Of the lines listed below, return exactly those that run from the line containing "let taken: bool = tx" through the line containing "let created = load_signal(&mut", both included.

====

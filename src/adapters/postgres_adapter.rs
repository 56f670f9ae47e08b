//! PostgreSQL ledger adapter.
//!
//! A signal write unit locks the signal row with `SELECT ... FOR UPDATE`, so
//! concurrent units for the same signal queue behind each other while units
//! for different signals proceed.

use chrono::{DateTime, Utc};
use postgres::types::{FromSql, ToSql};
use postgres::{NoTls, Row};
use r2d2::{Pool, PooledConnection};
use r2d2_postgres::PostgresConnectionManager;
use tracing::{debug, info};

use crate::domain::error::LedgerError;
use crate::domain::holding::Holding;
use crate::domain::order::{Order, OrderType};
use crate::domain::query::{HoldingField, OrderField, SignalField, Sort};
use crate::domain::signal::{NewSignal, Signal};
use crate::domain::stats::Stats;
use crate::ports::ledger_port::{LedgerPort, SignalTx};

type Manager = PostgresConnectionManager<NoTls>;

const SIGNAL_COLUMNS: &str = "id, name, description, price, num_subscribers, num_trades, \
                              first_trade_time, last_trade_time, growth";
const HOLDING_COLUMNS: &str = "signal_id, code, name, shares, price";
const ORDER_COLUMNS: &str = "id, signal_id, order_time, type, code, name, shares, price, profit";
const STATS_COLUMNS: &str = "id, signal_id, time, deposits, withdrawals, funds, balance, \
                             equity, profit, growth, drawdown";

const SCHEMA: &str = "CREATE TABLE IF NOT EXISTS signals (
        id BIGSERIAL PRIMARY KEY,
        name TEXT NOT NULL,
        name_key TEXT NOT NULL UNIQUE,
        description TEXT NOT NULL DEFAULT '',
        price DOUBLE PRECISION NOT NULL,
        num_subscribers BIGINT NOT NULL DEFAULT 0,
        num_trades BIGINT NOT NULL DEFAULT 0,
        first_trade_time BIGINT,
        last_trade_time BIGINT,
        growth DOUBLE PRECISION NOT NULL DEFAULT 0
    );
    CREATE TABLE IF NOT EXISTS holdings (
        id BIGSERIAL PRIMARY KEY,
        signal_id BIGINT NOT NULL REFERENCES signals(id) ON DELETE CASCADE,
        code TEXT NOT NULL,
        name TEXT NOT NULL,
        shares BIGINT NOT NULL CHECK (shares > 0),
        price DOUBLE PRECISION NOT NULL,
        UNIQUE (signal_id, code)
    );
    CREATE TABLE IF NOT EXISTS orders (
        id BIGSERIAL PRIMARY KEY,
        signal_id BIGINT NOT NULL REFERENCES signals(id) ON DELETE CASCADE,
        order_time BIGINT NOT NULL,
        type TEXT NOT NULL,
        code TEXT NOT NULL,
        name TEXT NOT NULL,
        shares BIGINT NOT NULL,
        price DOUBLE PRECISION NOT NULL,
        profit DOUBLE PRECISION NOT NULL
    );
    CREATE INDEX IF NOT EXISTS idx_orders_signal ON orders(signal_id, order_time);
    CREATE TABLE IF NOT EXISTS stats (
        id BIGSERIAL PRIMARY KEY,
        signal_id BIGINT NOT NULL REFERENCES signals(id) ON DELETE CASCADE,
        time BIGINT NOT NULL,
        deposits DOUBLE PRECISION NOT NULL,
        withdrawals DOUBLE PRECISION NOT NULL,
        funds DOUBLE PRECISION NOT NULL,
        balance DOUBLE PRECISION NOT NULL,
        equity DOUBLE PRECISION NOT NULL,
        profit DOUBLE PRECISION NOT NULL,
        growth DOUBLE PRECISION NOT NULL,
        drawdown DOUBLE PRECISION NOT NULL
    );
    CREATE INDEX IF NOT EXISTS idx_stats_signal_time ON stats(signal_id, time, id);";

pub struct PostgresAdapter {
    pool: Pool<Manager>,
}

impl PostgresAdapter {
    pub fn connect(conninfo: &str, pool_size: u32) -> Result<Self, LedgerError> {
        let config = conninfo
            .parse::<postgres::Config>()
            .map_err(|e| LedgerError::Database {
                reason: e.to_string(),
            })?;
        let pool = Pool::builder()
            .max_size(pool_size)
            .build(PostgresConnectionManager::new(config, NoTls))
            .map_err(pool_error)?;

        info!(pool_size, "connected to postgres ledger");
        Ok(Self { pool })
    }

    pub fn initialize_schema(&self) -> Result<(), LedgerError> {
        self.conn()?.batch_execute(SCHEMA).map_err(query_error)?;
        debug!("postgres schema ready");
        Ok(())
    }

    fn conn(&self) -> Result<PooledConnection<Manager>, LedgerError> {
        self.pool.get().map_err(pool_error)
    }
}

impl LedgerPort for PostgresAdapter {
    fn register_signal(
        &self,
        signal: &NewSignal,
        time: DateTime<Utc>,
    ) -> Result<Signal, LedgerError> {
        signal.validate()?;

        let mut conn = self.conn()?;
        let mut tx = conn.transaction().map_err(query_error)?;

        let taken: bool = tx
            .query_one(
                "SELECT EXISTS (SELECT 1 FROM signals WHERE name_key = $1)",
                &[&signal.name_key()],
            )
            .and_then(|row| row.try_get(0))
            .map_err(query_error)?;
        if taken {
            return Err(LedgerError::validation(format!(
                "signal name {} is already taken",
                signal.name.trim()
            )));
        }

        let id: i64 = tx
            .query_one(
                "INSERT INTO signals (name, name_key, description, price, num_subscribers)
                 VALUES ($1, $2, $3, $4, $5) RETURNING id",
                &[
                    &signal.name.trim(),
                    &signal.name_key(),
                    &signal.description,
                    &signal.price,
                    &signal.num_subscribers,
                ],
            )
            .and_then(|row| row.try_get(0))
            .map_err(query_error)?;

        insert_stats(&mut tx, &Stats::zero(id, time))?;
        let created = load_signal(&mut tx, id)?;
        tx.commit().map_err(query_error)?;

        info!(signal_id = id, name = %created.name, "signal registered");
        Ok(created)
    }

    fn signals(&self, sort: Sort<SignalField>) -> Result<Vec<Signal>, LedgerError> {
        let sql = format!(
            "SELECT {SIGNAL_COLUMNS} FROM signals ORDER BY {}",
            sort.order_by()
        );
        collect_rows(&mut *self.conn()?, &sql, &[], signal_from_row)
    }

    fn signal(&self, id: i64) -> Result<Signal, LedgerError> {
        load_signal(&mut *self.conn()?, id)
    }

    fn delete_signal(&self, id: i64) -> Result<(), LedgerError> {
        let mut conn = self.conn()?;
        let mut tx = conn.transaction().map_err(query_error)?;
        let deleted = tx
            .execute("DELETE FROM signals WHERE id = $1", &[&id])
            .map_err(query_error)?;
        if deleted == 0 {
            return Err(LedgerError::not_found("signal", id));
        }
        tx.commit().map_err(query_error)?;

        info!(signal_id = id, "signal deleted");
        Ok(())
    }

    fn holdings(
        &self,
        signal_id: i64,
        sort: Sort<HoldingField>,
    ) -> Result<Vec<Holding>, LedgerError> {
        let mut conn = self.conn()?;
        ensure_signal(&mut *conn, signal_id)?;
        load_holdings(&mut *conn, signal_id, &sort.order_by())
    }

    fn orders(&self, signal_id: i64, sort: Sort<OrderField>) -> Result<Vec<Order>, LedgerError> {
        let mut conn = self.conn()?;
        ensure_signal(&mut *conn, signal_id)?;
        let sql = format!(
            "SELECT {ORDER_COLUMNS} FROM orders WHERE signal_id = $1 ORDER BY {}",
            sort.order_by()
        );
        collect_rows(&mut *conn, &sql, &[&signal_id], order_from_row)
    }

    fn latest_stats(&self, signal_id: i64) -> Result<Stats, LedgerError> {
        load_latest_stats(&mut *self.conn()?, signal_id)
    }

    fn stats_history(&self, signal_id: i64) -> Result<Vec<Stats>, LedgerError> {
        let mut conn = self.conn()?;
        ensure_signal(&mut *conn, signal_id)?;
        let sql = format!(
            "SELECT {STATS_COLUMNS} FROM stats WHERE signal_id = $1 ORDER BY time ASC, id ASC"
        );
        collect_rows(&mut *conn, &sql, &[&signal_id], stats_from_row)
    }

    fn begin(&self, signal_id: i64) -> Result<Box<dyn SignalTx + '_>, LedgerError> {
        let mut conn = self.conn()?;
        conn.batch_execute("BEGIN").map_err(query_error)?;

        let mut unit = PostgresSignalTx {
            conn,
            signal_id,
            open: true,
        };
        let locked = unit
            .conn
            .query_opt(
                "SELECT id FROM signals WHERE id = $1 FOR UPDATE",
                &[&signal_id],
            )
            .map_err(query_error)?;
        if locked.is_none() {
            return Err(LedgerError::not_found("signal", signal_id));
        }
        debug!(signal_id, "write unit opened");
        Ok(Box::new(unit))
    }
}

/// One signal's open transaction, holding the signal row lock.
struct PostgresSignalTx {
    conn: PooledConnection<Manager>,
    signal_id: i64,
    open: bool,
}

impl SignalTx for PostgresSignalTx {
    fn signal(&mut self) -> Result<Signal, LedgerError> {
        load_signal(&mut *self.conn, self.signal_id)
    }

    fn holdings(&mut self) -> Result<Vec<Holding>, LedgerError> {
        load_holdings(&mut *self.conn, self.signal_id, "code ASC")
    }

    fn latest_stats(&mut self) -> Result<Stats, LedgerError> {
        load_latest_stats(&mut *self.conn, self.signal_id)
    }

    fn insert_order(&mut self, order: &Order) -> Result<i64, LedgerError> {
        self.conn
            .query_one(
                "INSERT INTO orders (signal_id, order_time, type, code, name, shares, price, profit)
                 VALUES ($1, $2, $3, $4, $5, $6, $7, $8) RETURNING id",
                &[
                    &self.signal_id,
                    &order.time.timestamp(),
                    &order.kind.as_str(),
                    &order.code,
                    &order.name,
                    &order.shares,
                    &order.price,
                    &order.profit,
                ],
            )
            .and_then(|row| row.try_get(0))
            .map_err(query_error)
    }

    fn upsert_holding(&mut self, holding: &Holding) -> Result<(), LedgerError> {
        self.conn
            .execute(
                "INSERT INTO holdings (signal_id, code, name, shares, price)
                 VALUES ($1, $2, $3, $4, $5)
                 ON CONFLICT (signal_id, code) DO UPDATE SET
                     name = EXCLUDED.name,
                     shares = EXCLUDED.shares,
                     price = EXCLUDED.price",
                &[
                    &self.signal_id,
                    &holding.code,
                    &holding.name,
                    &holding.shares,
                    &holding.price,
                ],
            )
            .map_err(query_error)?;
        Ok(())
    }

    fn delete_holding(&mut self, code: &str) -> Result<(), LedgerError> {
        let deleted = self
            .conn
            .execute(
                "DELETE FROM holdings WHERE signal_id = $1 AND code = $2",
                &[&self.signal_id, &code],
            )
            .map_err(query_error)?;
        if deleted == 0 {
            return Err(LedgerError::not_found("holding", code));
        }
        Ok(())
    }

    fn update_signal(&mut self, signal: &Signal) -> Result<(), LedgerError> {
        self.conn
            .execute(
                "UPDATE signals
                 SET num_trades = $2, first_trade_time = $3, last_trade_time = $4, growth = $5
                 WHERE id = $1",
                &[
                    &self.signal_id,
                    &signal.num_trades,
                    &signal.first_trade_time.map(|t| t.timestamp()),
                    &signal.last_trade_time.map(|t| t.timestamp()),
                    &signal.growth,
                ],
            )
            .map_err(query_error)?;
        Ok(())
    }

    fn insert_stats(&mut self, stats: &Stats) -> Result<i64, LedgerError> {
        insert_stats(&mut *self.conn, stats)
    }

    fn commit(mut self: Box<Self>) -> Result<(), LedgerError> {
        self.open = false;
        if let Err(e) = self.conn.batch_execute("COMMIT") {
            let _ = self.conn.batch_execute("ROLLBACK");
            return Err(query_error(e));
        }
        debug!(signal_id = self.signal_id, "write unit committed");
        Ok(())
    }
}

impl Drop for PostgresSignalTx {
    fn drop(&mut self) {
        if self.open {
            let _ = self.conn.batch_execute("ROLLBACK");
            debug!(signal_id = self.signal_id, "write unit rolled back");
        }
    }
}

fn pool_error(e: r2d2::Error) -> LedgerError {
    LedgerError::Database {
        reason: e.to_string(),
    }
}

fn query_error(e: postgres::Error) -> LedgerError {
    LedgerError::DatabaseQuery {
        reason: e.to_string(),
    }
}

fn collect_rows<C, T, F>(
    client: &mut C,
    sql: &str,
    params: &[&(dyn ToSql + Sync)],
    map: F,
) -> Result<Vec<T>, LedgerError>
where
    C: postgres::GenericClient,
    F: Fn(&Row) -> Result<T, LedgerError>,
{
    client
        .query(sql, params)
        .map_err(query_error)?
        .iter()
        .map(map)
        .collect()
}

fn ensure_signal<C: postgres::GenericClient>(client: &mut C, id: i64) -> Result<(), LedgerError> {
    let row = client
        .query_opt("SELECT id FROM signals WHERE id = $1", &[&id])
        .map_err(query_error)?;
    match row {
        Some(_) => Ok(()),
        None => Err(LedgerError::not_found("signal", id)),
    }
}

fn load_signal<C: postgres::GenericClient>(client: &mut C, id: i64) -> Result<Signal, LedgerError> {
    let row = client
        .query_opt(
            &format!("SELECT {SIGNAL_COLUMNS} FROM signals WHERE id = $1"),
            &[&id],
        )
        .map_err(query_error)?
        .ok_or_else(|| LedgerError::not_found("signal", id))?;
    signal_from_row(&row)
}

====

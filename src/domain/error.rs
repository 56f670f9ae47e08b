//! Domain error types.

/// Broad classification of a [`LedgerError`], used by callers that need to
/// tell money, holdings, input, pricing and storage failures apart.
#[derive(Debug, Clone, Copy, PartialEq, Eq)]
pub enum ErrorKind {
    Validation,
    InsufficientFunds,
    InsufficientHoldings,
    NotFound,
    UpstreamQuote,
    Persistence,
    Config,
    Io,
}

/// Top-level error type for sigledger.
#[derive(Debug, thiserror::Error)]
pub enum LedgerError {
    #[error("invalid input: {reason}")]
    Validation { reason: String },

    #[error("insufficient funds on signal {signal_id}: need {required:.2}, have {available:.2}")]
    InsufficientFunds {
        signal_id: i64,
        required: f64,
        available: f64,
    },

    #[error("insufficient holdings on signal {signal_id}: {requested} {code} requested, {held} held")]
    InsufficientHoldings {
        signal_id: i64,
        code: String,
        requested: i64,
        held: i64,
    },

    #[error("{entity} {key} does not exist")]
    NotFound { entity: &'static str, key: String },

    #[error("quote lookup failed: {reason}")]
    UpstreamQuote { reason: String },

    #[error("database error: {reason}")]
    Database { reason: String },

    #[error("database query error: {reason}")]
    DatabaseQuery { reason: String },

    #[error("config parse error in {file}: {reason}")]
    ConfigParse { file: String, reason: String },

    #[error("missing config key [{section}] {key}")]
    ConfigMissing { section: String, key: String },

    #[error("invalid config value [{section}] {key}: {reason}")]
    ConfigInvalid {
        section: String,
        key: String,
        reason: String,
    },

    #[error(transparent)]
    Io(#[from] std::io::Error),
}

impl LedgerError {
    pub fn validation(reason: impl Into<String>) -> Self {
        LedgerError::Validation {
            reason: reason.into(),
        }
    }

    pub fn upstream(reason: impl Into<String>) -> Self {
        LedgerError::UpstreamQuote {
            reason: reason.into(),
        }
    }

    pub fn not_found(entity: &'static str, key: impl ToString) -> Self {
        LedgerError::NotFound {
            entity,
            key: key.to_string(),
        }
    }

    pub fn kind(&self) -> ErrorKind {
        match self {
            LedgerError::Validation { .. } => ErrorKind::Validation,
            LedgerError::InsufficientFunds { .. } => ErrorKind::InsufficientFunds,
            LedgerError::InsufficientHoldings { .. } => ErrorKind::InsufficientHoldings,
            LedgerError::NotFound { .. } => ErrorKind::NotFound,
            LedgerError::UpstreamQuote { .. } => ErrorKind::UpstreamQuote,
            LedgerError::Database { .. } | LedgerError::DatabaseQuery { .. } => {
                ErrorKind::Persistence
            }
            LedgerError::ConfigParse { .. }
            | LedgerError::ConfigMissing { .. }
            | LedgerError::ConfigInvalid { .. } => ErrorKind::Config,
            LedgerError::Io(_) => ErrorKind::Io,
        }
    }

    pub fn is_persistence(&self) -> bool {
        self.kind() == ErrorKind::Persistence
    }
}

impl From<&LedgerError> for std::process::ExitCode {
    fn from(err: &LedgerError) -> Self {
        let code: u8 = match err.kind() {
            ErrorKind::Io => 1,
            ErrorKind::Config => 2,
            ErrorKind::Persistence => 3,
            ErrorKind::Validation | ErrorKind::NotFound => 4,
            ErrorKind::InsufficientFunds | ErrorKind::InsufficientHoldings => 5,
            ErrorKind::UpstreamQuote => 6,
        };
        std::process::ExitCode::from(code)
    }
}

====

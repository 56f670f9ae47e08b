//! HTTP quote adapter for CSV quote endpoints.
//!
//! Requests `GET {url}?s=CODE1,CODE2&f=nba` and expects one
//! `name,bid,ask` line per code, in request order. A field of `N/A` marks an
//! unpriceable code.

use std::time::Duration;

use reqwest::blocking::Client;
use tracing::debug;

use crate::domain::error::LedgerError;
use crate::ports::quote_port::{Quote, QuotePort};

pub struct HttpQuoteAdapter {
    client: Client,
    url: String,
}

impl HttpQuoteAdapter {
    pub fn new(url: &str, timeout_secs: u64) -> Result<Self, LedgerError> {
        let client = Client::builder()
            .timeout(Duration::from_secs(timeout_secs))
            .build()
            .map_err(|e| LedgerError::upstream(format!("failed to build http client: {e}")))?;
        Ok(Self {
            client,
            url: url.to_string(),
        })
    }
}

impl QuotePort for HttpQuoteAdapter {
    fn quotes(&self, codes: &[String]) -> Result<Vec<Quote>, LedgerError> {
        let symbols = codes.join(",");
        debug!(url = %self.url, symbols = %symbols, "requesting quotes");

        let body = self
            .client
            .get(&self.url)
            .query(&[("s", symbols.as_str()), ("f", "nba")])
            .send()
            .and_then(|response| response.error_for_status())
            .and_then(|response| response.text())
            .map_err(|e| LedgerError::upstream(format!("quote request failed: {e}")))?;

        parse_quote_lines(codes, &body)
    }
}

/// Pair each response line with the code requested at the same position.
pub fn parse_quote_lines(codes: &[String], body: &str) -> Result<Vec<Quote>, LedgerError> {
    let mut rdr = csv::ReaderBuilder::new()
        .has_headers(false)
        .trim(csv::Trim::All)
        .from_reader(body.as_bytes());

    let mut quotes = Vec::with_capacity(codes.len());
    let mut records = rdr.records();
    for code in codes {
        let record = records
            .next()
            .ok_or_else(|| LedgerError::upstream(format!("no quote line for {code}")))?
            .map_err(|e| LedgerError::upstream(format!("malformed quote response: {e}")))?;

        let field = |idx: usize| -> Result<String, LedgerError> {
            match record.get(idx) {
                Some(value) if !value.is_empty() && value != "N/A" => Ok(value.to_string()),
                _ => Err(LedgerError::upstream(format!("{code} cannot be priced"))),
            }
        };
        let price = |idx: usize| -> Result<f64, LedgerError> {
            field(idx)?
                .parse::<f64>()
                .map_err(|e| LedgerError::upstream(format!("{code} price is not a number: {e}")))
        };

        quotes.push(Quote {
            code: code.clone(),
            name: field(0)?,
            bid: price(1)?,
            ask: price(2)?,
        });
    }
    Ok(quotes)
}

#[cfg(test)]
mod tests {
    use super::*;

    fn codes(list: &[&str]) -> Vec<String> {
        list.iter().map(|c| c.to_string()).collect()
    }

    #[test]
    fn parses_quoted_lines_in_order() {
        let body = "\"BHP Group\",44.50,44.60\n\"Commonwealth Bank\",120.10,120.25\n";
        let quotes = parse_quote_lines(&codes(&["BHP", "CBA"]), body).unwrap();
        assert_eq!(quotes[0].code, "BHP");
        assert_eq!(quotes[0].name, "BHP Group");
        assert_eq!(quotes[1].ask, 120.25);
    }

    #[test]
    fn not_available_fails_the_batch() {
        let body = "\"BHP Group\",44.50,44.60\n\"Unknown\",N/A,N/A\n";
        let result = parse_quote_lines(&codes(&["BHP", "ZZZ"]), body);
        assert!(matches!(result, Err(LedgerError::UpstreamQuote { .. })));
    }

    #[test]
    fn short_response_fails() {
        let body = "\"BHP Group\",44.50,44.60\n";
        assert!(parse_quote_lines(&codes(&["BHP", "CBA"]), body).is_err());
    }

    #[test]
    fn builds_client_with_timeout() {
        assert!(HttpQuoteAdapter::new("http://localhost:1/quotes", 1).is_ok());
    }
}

====

| Output |
        let taken: bool = tx
            .query_one(
                "SELECT EXISTS (SELECT 1 FROM signals WHERE name_key = $1)",
                &[&signal.name_key()],
            )
            .and_then(|row| row.try_get(0))
            .map_err(query_error)?;
        if taken {
            return Err(LedgerError::validation(format!(
                "signal name {} is already taken",
                signal.name.trim()
            )));
        }

        let id: i64 = tx
            .query_one(
                "INSERT INTO signals (name, name_key, description, price, num_subscribers)
                 VALUES ($1, $2, $3, $4, $5) RETURNING id",
                &[
                    &signal.name.trim(),
                    &signal.name_key(),
                    &signal.description,
                    &signal.price,
                    &signal.num_subscribers,
                ],
            )
            .and_then(|row| row.try_get(0))
            .map_err(query_error)?;

        insert_stats(&mut tx, &Stats::zero(id, time))?;
        let created = load_signal(&mut tx, id)?;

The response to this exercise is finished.